__Task requirements__:
Verbatim, and with nothing else, reproduce the data below from its first line through the line containing "pub fn model(&self)".

__Excerpted data__:
────────

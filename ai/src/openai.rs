//! OpenAI-compatible chat-completions client (OpenRouter, OpenAI, local gateways).

use std::collections::{BTreeMap, VecDeque};
use std::fmt;
use std::time::Duration;

use async_trait::async_trait;
use bytes::Bytes;
use futures::stream::{self, BoxStream, Stream, StreamExt};
use reqwest::Client;
use serde::{Deserialize, Serialize};
use serde_json::Value;
use tracing::debug;

use crate::sse::SseDecoder;
use crate::{
    ChatMessage, ChunkStream, CompletionRequest, ModelClient, ModelError, Role, StreamChunk,
    Tool, ToolCallInfo,
};

#[derive(Clone)]
pub struct OpenAiCompatibleClient {
    base_url: String,
    api_key: String,
    model: String,
    http: Client,
}

impl fmt::Debug for OpenAiCompatibleClient {
    fn fmt(&self, f: &mut fmt::Formatter<'_>) -> fmt::Result {
        f.debug_struct("OpenAiCompatibleClient")
            .field("base_url", &self.base_url)
            .field("model", &self.model)
            .finish_non_exhaustive()
    }
}

impl OpenAiCompatibleClient {
    pub fn new(
        base_url: impl Into<String>,
        api_key: impl Into<String>,
        model: impl Into<String>,
    ) -> Result<Self, ModelError> {
        let http = Client::builder()
            .connect_timeout(Duration::from_secs(10))
            .build()?;
        Ok(Self {
            base_url: base_url.into().trim_end_matches('/').to_string(),
            api_key: api_key.into(),
            model: model.into(),
            http,
        })
    }

    pub fn from_config(conf: &config::AIConfig, api_key: impl Into<String>) -> Result<Self, ModelError> {
        Self::new(conf.url.clone(), api_key, conf.model.clone())
    }

    #[must_use]
    pub fn model(&self) -> &str {
        &self.model
    }
}

#[derive(Serialize)]
struct WireRequest<'a> {
    model: &'a str,
    messages: Vec<WireMessage<'a>>,
    #[serde(skip_serializing_if = "Vec::is_empty")]
    tools: Vec<&'a Tool>,
    #[serde(skip_serializing_if = "Option::is_none")]
    tool_choice: Option<&'static str>,
    stream: bool,
}

#[derive(Serialize)]
struct WireMessage<'a> {
    role: Role,
    content: Option<&'a str>,
    #[serde(skip_serializing_if = "Vec::is_empty")]
    tool_calls: Vec<WireToolCall<'a>>,
    #[serde(skip_serializing_if = "Option::is_none")]
    tool_call_id: Option<&'a str>,
}

#[derive(Serialize)]
struct WireToolCall<'a> {
    id: &'a str,
    #[serde(rename = "type")]
    tp: &'static str,
    function: WireFunctionCall<'a>,
}

#[derive(Serialize)]
struct WireFunctionCall<'a> {
    name: &'a str,
    arguments: &'a str,
}

impl<'a> WireRequest<'a> {
    fn new(model: &'a str, request: &'a CompletionRequest) -> Self {
        Self {
            model,
            messages: request.messages.iter().map(WireMessage::from).collect(),
            tools: request.tools.iter().collect(),
            tool_choice: (!request.tools.is_empty()).then_some("auto"),
            stream: true,
        }
    }
}

impl<'a> From<&'a ChatMessage> for WireMessage<'a> {
    fn from(message: &'a ChatMessage) -> Self {
        Self {
            role: message.role,
            content: message.content.as_deref(),
            tool_calls: message
                .tool_calls
                .iter()
                .map(|call| WireToolCall {
                    id: &call.id,
                    tp: "function",
                    function: WireFunctionCall {
                        name: &call.name,
                        arguments: &call.arguments,
                    },
                })
                .collect(),
            tool_call_id: message.tool_call_id.as_deref(),
        }
    }
}

/// Streaming chunk (server-sent events)
#[derive(Deserialize, Debug)]
struct ChatCompletionChunk {
    #[serde(default)]
    choices: Vec<ChunkChoice>,
    error: Option<ErrorDetail>,
}

#[derive(Deserialize, Debug)]
struct ChunkChoice {
    #[serde(default)]
    delta: Delta,
    finish_reason: Option<String>,
}

#[derive(Deserialize, Debug, Default)]
struct Delta {
    content: Option<String>,
    tool_calls: Option<Vec<ToolCallDelta>>,
}

#[derive(Deserialize, Debug)]
struct ToolCallDelta {
    #[serde(default)]
    index: usize,
    id: Option<String>,
    function: Option<FunctionDelta>,
}

#[derive(Deserialize, Debug)]
struct FunctionDelta {
    name: Option<String>,
    arguments: Option<String>,
}

/// OpenAI-style error response
#[derive(Deserialize, Debug)]
struct ErrorBody {
    error: ErrorDetail,
}

#[derive(Deserialize, Debug)]
struct ErrorDetail {
    message: String,
    /// Providers disagree on whether this is a number or a string.
    code: Option<Value>,
}

impl ErrorDetail {
    fn status(&self) -> Option<u16> {
        match &self.code {
            Some(Value::Number(n)) => n.as_u64().and_then(|n| u16::try_from(n).ok()),
            Some(Value::String(s)) => s.parse().ok(),
            _ => None,
        }
    }
}

#[async_trait]
impl ModelClient for OpenAiCompatibleClient {
    async fn stream_completion(&self, request: CompletionRequest) -> Result<ChunkStream, ModelError> {
        let body = WireRequest::new(&self.model, &request);
        let url = format!("{}/chat/completions", self.base_url);
        debug!(%url, model = %self.model, messages = request.messages.len(), "requesting completion");

        let response = self
            .http
            .post(url)
            .bearer_auth(&self.api_key)
            .json(&body)
            .send()
            .await?;

        let status = response.status();
        if !status.is_success() {
            let text = response.text().await.unwrap_or_default();
            let message = match serde_json::from_str::<ErrorBody>(&text) {
                Ok(body) => body.error.message,
                Err(_) if text.trim().is_empty() => status
                    .canonical_reason()
                    .unwrap_or("request failed")
                    .to_string(),
                Err(_) => text,
            };
            return Err(ModelError::Status {
                status: status.as_u16(),
                message,
            });
        }

        Ok(chunk_stream(response.bytes_stream()))
    }
}

#[derive(Default)]
struct PartialToolCall {
    id: Option<String>,
    name: String,
    arguments: String,
}

struct ChunkState {
    body: BoxStream<'static, Result<Bytes, ModelError>>,
    decoder: SseDecoder,
    pending: VecDeque<Result<StreamChunk, ModelError>>,
    calls: BTreeMap<usize, PartialToolCall>,
    finished: bool,
}

impl ChunkState {
    fn handle_data(&mut self, data: &str) {
        if self.finished {
            return;
        }
        if data == "[DONE]" {
            self.finish();
            return;
        }

        let chunk = match serde_json::from_str::<ChatCompletionChunk>(data) {
            Ok(chunk) => chunk,
            Err(err) => {
                self.fail(ModelError::Decode(format!("{err}: {data}")));
                return;
            }
        };

        if let Some(error) = chunk.error {
            self.fail(ModelError::Status {
                status: error.status().unwrap_or(502),
                message: error.message,
            });
            return;
        }

        for choice in chunk.choices {
            if let Some(content) = choice.delta.content
                && !content.is_empty()
            {
                self.pending.push_back(Ok(StreamChunk::Text(content)));
            }

            for delta in choice.delta.tool_calls.unwrap_or_default() {
                let call = self.calls.entry(delta.index).or_default();
                if let Some(id) = delta.id {
                    call.id = Some(id);
                }
                if let Some(function) = delta.function {
                    if let Some(name) = function.name {
                        call.name.push_str(&name);
                    }
                    if let Some(arguments) = function.arguments {
                        call.arguments.push_str(&arguments);
                    }
                }
            }

            if choice.finish_reason.is_some() {
                self.flush_tool_calls();
            }
        }
    }

    fn flush_tool_calls(&mut self) {
        for (index, call) in std::mem::take(&mut self.calls) {
            let arguments = if call.arguments.trim().is_empty() {
                "{}".to_string()
            } else {
                call.arguments
            };
            self.pending.push_back(Ok(StreamChunk::ToolCall(ToolCallInfo {
                id: call.id.unwrap_or_else(|| format!("call_{index}")),
                name: call.name,
                arguments,
            })));
        }
    }

    fn finish(&mut self) {
        if let Some(data) = self.decoder.finish() {
            self.handle_data(&data);
        }
        self.flush_tool_calls();
        self.finished = true;
    }

    fn fail(&mut self, err: ModelError) {
        self.pending.push_back(Err(err));
        self.calls.clear();
        self.finished = true;
    }
}

/// Turns an SSE response body into text and assembled tool-call chunks.
///
/// Tool call fragments are buffered per index and emitted once the choice
/// reports a finish reason or the stream ends.
pub fn chunk_stream<S, E>(body: S) -> ChunkStream
where
    S: Stream<Item = Result<Bytes, E>> + Send + 'static,
    E: fmt::Display,
{
    let state = ChunkState {
        body: body
            .map(|item| item.map_err(|err| ModelError::Transport(err.to_string())))
            .boxed(),
        decoder: SseDecoder::new(),
        pending: VecDeque::new(),
        calls: BTreeMap::new(),
        finished: false,
    };

    stream::unfold(state, |mut state| async move {
        loop {
            if let Some(item) = state.pending.pop_front() {
                return Some((item, state));
            }
            if state.finished {
                return None;
            }
            match state.body.next().await {
                Some(Ok(bytes)) => {
                    for data in state.decoder.push(&bytes) {
                        state.handle_data(&data);
                    }
                }
                Some(Err(err)) => state.fail(err),
                None => state.finish(),
            }
        }
    })
    .boxed()
}
use std::str::FromStr;

use async_trait::async_trait;
use serde_json::{Value, json};
use sqlx::sqlite::{SqliteConnectOptions, SqlitePool, SqlitePoolOptions, SqliteRow};
use sqlx::{Column, Row, TypeInfo, ValueRef};
use tracing::{debug, info, warn};

use crate::schema::{DEMO_DATA, SCHEMA_DDL, TABLES, declared_columns};
use crate::{Database, DatabaseResult, DbError, SchemaInfo};

#[derive(Debug, Clone)]
pub struct SqliteDatabase {
    pool: SqlitePool,
}

impl SqliteDatabase {
    /// Opens (or creates) the database at `url`, e.g. `sqlite://sqlchat.db`.
    pub async fn connect(url: &str) -> Result<Self, DbError> {
        let options = SqliteConnectOptions::from_str(url)?
            .create_if_missing(true)
            .foreign_keys(true);
        let pool = SqlitePoolOptions::new()
            .max_connections(4)
            .connect_with(options)
            .await?;
        Ok(Self { pool })
    }

    /// A private in-memory database backed by one long-lived connection.
    pub async fn in_memory() -> Result<Self, DbError> {
        let options = SqliteConnectOptions::from_str("sqlite::memory:")?.foreign_keys(true);
        let pool = SqlitePoolOptions::new()
            .max_connections(1)
            .min_connections(1)
            .idle_timeout(None)
            .max_lifetime(None)
            .connect_with(options)
            .await?;
        Ok(Self { pool })
    }

    /// Creates the `products` and `sales` tables when neither exists.
    ///
    /// Returns `true` when the tables were created by this call.
    pub async fn bootstrap(&self, seed_demo_data: bool) -> Result<bool, DbError> {
        let existing: i64 = sqlx::query_scalar(
            "SELECT COUNT(*) FROM sqlite_master WHERE type = 'table' AND name IN (?1, ?2)",
        )
        .bind(TABLES[0])
        .bind(TABLES[1])
        .fetch_one(&self.pool)
        .await?;

        match existing {
            0 => {
                sqlx::raw_sql(SCHEMA_DDL).execute(&self.pool).await?;
                info!("created products and sales tables");
                if seed_demo_data {
                    sqlx::raw_sql(DEMO_DATA).execute(&self.pool).await?;
                    info!("inserted demo data");
                }
                Ok(true)
            }
            2 => Ok(false),
            _ => Err(DbError::Schema(
                "only one of the products/sales tables exists".to_string(),
            )),
        }
    }

    /// Lists every difference between the live tables and [`SCHEMA_DDL`].
    pub async fn verify_schema(&self) -> Result<Vec<String>, DbError> {
        let live = self.get_schema().await?;
        let mut problems = Vec::new();

        for (table, declared) in declared_columns(SCHEMA_DDL) {
            let Some(columns) = live.columns(&table) else {
                problems.push(format!("table {table} is missing"));
                continue;
            };
            let live_names: Vec<&str> = columns.iter().map(|(name, _)| name.as_str()).collect();
            let declared_names: Vec<&str> = declared.iter().map(|(name, _)| name.as_str()).collect();
            if live_names != declared_names {
                problems.push(format!(
                    "table {table} has columns {live_names:?}, expected {declared_names:?}"
                ));
            }
        }

        if !live
            .references
            .get("products.id")
            .is_some_and(|refs| refs.iter().any(|r| r == "sales.product_id"))
        {
            problems.push("sales.product_id does not reference products.id".to_string());
        }

        Ok(problems)
    }
}

fn column_value(row: &SqliteRow, i: usize) -> Value {
    let Ok(raw) = row.try_get_raw(i) else {
        return Value::Null;
    };
    if raw.is_null() {
        return Value::Null;
    }
    let type_info = raw.type_info();

    match type_info.name() {
        "INTEGER" | "INT8" | "BOOLEAN" => row
            .try_get::<i64, _>(i)
            .map(|v| json!(v))
            .unwrap_or(Value::Null),

        "REAL" | "NUMERIC" => row
            .try_get::<f64, _>(i)
            .map(|v| json!(v))
            .unwrap_or(Value::Null),

        "BLOB" => row
            .try_get::<Vec<u8>, _>(i)
            .map(|bytes| json!(String::from_utf8_lossy(&bytes)))
            .unwrap_or(Value::Null),

        _ => row
            .try_get::<String, _>(i)
            .map(|v| json!(v))
            .unwrap_or(Value::Null),
    }
}

#[async_trait]
impl Database for SqliteDatabase {
    async fn get_results(&self, query: &str) -> Result<DatabaseResult, DbError> {
        debug!(%query, "running query");
        let rows = sqlx::query(query).fetch_all(&self.pool).await?;

        let mut results = DatabaseResult::default();

        if let Some(first) = rows.first() {
            for col in first.columns() {
                results
                    .headers
                    .push((col.name().to_string(), col.type_info().name().to_string()));
            }
        } else {
            return Ok(results);
        }

        for row in &rows {
            let row_data = (0..row.columns().len())
                .map(|i| column_value(row, i))
                .collect();
            results.rows.push(row_data);
        }

        Ok(results)
    }

    async fn execute(&self, query: &str) -> Result<u64, DbError> {
        let result = sqlx::query(query).execute(&self.pool).await?;
        Ok(result.rows_affected())
    }

    async fn get_schema(&self) -> Result<SchemaInfo, DbError> {
        let columns = sqlx::query(
            r"SELECT
                m.name AS table_name,
                p.name AS column_name,
                p.type AS column_type
            FROM sqlite_master m
            JOIN pragma_table_info(m.name) p
            WHERE m.type = 'table' AND m.name NOT LIKE 'sqlite_%'
            ORDER BY m.name, p.cid",
        )
        .fetch_all(&self.pool)
        .await?;

        let mut schema = SchemaInfo::default();

        for row in &columns {
            let table_name: String = row.try_get("table_name")?;
            let column_name: String = row.try_get("column_name")?;
            let column_type: String = row.try_get("column_type")?;
            schema
                .tables
                .entry(table_name)
                .or_default()
                .push((column_name, column_type));
        }

        let fk_rows = sqlx::query(
            r#"SELECT
                m.name AS referencing_table,
                f."from" AS referencing_column,
                f."table" AS referenced_table,
                f."to" AS referenced_column
            FROM sqlite_master m
            JOIN pragma_foreign_key_list(m.name) f
            WHERE m.type = 'table'"#,
        )
        .fetch_all(&self.pool)
        .await?;

        for row in &fk_rows {
            let referencing_table: String = row.try_get("referencing_table")?;
            let referencing_column: String = row.try_get("referencing_column")?;
            let referenced_table: String = row.try_get("referenced_table")?;
            let referenced_column: Option<String> = row.try_get("referenced_column")?;

            // SQLite leaves `to` empty when the reference targets the primary key.
            let referenced_column = referenced_column.unwrap_or_else(|| "id".to_string());
            let referenced_key = format!("{referenced_table}.{referenced_column}");
            let referencing_key = format!("{referencing_table}.{referencing_column}");

            schema
                .references
                .entry(referenced_key)
                .or_default()
                .push(referencing_key);
        }

        if schema.tables.is_empty() {
            warn!("database has no tables");
        }

        Ok(schema)
    }
}

#[cfg(test)]
mod tests {
    use super::*;

    async fn seeded() -> SqliteDatabase {
        let db = SqliteDatabase::in_memory().await.unwrap();
        assert!(db.bootstrap(true).await.unwrap());
        db
    }

    #[tokio::test]
    async fn bootstrap_is_idempotent() {
        let db = seeded().await;
        assert!(!db.bootstrap(true).await.unwrap());

        let count = db.get_results("SELECT COUNT(*) AS n FROM products").await.unwrap();
        assert_eq!(count.rows, vec![vec![json!(6)]]);
    }

    #[tokio::test]
    async fn half_created_schema_is_rejected() {
        let db = SqliteDatabase::in_memory().await.unwrap();
        db.execute("CREATE TABLE products (id integer PRIMARY KEY)").await.unwrap();

        assert!(matches!(db.bootstrap(false).await, Err(DbError::Schema(_))));
    }

    #[tokio::test]
    async fn values_follow_storage_class() {
        let db = seeded().await;
        let result = db
            .get_results(
                "SELECT id, name, price, stock, NULL AS missing FROM products WHERE id = 2",
            )
            .await
            .unwrap();

        let headers: Vec<_> = result.headers.iter().map(|(name, _)| name.as_str()).collect();
        assert_eq!(headers, ["id", "name", "price", "stock", "missing"]);
        assert_eq!(
            result.rows[0],
            vec![json!(2), json!("Mechanical Keyboard"), json!(89.5), json!(80), Value::Null]
        );
    }

    #[tokio::test]
    async fn empty_result_has_no_rows() {
        let db = seeded().await;
        let result = db
            .get_results("SELECT * FROM products WHERE category = 'Garden'")
            .await
            .unwrap();
        assert!(result.is_empty());
    }

    #[tokio::test]
    async fn bad_sql_is_an_error_with_message() {
        let db = seeded().await;
        let err = db.get_results("SELECT * FROM nope").await.unwrap_err();
        assert!(err.to_string().contains("no such table"));
    }

    #[tokio::test]
    async fn live_schema_matches_schema_ddl() {
        let db = seeded().await;
        assert!(db.verify_schema().await.unwrap().is_empty());

        let schema = db.get_schema().await.unwrap();
        assert_eq!(
            schema.references.get("products.id"),
            Some(&vec!["sales.product_id".to_string()])
        );
    }

    #[tokio::test]
    async fn verify_schema_reports_drift() {
        let db = SqliteDatabase::in_memory().await.unwrap();
        db.execute("CREATE TABLE products (id integer PRIMARY KEY, name text)")
            .await
            .unwrap();

        let problems = db.verify_schema().await.unwrap();
        assert!(problems.iter().any(|p| p.contains("table products has columns")));
        assert!(problems.iter().any(|p| p == "table sales is missing"));
    }
}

────────

__Answer for this exercise__:
filename ai/src/openai.rs
//! OpenAI-compatible chat-completions client (OpenRouter, OpenAI, local gateways).

use std::collections::{BTreeMap, VecDeque};
use std::fmt;
use std::time::Duration;

use async_trait::async_trait;
use bytes::Bytes;
use futures::stream::{self, BoxStream, Stream, StreamExt};
use reqwest::Client;
use serde::{Deserialize, Serialize};
use serde_json::Value;
use tracing::debug;

use crate::sse::SseDecoder;
use crate::{
    ChatMessage, ChunkStream, CompletionRequest, ModelClient, ModelError, Role, StreamChunk,
    Tool, ToolCallInfo,
};

#[derive(Clone)]
pub struct OpenAiCompatibleClient {
    base_url: String,
    api_key: String,
    model: String,
    http: Client,
}

impl fmt::Debug for OpenAiCompatibleClient {
    fn fmt(&self, f: &mut fmt::Formatter<'_>) -> fmt::Result {
        f.debug_struct("OpenAiCompatibleClient")
            .field("base_url", &self.base_url)
            .field("model", &self.model)
            .finish_non_exhaustive()
    }
}

impl OpenAiCompatibleClient {
    pub fn new(
        base_url: impl Into<String>,
        api_key: impl Into<String>,
        model: impl Into<String>,
    ) -> Result<Self, ModelError> {
        let http = Client::builder()
            .connect_timeout(Duration::from_secs(10))
            .build()?;
        Ok(Self {
            base_url: base_url.into().trim_end_matches('/').to_string(),
            api_key: api_key.into(),
            model: model.into(),
            http,
        })
    }

    pub fn from_config(conf: &config::AIConfig, api_key: impl Into<String>) -> Result<Self, ModelError> {
        Self::new(conf.url.clone(), api_key, conf.model.clone())
    }

    #[must_use]
    pub fn model(&self) -> &str {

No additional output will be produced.